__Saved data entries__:
━━━━━━━━━━

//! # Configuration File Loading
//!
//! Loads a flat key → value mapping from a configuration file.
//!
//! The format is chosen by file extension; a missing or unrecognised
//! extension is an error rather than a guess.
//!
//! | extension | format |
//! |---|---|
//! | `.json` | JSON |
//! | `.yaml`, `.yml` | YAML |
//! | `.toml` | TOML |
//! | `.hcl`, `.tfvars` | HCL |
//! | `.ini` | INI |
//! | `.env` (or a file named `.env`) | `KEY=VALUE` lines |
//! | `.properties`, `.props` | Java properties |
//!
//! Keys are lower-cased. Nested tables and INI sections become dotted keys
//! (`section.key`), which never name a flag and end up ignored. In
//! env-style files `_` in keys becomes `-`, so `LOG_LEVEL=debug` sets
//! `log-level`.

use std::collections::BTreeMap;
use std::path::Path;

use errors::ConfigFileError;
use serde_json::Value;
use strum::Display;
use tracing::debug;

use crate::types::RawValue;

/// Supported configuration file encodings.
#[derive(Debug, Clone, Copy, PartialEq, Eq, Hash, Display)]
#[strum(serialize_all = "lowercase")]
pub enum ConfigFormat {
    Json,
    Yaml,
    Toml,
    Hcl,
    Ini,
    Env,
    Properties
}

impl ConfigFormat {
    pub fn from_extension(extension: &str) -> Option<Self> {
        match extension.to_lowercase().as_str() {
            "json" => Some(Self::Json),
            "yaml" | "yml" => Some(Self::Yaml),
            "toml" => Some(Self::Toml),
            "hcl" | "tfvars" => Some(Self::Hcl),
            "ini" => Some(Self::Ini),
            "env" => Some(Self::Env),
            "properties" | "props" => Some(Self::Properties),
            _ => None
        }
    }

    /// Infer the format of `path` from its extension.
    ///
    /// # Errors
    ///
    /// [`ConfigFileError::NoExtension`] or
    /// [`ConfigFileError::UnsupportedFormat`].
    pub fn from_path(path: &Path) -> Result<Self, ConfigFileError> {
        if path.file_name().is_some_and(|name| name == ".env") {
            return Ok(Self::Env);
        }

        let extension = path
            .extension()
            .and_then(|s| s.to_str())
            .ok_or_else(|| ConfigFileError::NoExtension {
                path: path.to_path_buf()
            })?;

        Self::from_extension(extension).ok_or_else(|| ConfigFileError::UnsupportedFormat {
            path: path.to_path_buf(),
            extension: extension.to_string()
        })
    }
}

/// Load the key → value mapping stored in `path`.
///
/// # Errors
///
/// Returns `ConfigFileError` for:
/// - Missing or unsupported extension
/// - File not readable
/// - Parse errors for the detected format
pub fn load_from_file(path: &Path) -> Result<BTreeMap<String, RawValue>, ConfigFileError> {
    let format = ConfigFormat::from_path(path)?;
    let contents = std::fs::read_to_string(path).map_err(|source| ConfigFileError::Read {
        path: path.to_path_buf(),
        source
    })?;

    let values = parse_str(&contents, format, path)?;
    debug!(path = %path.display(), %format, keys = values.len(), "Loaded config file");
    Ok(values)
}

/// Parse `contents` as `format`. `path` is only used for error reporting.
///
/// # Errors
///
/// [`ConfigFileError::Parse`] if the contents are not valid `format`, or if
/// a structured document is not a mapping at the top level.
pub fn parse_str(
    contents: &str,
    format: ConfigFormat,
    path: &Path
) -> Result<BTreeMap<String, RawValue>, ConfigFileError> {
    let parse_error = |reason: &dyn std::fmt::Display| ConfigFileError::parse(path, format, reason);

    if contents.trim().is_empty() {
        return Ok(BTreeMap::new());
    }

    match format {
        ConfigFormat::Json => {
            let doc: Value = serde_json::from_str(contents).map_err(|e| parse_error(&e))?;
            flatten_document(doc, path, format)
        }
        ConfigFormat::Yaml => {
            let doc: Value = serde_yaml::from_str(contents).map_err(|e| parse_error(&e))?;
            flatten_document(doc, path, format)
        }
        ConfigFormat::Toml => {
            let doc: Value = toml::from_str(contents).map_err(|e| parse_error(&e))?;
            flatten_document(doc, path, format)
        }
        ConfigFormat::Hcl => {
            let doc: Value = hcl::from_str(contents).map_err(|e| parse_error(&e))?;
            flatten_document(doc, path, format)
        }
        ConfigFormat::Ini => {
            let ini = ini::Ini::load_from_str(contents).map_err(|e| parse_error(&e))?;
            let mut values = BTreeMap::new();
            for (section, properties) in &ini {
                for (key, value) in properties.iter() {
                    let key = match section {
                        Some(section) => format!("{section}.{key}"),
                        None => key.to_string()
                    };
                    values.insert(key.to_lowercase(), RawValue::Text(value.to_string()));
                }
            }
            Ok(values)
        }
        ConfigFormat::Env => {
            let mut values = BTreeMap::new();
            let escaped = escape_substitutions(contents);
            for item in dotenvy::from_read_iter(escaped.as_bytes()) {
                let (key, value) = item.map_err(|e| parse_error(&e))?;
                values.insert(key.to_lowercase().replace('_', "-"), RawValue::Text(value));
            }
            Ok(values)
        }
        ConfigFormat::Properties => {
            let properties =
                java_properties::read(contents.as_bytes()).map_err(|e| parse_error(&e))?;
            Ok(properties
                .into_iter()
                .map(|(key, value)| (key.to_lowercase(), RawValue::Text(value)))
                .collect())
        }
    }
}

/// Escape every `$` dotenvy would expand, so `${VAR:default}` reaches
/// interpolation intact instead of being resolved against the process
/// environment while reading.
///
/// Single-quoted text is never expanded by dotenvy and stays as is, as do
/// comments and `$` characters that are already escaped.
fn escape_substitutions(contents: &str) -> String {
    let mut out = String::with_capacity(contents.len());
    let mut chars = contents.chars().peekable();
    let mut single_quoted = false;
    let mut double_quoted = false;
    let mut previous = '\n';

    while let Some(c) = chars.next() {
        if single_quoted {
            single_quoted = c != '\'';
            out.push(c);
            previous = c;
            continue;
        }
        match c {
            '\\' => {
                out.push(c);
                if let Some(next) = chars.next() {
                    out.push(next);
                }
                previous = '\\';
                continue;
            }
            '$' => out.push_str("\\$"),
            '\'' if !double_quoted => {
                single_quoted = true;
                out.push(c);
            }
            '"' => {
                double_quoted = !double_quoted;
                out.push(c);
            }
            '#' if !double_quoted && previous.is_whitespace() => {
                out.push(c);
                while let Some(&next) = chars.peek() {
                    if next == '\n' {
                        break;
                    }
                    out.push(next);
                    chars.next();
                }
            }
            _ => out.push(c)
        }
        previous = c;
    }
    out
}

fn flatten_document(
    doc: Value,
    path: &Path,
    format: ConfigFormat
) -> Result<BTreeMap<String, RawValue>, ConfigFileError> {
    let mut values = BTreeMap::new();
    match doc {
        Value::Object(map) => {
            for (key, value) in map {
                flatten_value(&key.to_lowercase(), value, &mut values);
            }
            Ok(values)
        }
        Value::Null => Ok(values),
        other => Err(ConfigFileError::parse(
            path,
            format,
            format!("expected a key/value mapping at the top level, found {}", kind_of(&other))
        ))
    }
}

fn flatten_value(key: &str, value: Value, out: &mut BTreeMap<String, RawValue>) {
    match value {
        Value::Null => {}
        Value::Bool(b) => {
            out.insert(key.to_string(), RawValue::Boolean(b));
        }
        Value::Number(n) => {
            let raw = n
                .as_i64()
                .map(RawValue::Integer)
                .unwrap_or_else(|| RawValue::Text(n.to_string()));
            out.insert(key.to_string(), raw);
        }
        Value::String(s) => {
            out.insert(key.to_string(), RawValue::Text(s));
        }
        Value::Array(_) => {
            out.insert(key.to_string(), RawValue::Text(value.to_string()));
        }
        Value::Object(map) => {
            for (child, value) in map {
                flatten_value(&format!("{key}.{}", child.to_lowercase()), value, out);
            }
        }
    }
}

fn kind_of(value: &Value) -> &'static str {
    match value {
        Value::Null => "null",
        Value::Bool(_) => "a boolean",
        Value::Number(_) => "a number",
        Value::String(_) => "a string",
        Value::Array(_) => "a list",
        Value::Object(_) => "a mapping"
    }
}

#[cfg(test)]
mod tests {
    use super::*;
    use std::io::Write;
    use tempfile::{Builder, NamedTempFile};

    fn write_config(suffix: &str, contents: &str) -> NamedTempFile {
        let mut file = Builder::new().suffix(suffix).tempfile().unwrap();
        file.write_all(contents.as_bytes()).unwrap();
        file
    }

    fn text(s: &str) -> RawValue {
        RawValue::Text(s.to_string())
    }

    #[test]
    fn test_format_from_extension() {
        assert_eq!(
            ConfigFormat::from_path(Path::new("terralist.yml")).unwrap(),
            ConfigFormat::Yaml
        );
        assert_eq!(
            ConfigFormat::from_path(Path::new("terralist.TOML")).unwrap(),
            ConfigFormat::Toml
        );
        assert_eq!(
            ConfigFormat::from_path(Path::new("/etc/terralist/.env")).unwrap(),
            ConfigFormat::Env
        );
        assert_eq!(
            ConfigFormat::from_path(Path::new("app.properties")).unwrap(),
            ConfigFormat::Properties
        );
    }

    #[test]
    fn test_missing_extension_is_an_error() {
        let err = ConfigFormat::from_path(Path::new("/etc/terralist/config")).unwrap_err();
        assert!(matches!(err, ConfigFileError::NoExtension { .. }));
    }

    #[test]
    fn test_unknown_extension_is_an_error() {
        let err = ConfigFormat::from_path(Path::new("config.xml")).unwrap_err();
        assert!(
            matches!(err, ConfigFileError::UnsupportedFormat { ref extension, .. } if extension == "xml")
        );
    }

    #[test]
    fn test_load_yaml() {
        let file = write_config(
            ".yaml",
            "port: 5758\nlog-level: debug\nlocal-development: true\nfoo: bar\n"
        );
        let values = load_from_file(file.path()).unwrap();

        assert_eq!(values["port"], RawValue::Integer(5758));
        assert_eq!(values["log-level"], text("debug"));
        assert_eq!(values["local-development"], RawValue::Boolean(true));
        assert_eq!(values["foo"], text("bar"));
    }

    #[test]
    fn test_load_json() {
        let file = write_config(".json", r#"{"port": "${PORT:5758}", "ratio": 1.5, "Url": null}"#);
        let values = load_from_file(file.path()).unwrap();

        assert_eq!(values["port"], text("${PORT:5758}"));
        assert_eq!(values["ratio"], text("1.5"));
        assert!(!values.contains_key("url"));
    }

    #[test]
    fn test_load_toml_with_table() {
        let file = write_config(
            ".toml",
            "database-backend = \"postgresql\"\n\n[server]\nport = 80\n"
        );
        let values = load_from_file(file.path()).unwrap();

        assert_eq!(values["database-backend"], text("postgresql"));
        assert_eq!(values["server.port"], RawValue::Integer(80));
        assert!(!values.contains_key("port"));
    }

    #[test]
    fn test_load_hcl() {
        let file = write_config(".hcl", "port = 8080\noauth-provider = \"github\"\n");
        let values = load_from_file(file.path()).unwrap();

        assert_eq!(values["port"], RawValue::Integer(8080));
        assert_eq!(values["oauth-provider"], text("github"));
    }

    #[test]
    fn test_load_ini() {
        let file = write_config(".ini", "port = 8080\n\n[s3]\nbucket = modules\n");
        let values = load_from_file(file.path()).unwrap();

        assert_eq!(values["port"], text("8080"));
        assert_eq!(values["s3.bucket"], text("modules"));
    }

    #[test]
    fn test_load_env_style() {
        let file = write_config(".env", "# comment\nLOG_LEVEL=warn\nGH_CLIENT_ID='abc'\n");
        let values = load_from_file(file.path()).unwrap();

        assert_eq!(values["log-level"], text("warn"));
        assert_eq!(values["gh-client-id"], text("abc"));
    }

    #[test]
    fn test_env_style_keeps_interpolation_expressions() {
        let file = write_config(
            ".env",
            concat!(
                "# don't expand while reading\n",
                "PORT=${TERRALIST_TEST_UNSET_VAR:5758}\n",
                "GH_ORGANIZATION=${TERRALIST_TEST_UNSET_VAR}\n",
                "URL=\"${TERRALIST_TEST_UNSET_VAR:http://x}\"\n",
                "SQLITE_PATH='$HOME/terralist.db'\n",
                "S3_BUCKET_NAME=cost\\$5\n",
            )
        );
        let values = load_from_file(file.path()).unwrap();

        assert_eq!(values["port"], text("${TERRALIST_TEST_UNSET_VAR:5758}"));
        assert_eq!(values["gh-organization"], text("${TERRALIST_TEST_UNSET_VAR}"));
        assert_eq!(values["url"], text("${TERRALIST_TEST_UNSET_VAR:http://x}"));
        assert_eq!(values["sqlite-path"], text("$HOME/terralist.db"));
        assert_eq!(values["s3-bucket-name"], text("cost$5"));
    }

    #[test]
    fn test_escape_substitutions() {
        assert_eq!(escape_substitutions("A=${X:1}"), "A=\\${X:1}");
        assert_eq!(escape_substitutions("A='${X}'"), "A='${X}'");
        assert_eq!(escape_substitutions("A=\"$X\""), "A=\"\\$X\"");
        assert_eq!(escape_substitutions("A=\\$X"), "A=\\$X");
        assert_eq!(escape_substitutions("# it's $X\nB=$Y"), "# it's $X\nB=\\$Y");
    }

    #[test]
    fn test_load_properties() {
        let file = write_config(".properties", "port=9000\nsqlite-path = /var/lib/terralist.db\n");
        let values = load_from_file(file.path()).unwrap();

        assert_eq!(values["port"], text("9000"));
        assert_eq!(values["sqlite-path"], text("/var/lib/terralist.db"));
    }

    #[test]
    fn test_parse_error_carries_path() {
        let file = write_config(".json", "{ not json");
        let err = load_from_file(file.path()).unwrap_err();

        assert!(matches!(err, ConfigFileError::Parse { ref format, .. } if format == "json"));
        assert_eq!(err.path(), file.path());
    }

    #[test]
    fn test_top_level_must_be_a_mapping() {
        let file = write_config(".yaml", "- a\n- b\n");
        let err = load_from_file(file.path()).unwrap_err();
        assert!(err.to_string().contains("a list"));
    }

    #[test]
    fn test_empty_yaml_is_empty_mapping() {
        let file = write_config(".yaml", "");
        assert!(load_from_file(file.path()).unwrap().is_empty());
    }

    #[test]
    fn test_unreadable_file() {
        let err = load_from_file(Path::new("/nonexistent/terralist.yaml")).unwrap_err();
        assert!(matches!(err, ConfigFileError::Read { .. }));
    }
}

━━━━━━━━━━

__Task brief__:
Go through the entries. Report every line that contains the word "suffix".

__Expected answer__:
    fn write_config(suffix: &str, contents: &str) -> NamedTempFile {
        let mut file = Builder::new().suffix(suffix).tempfile().unwrap();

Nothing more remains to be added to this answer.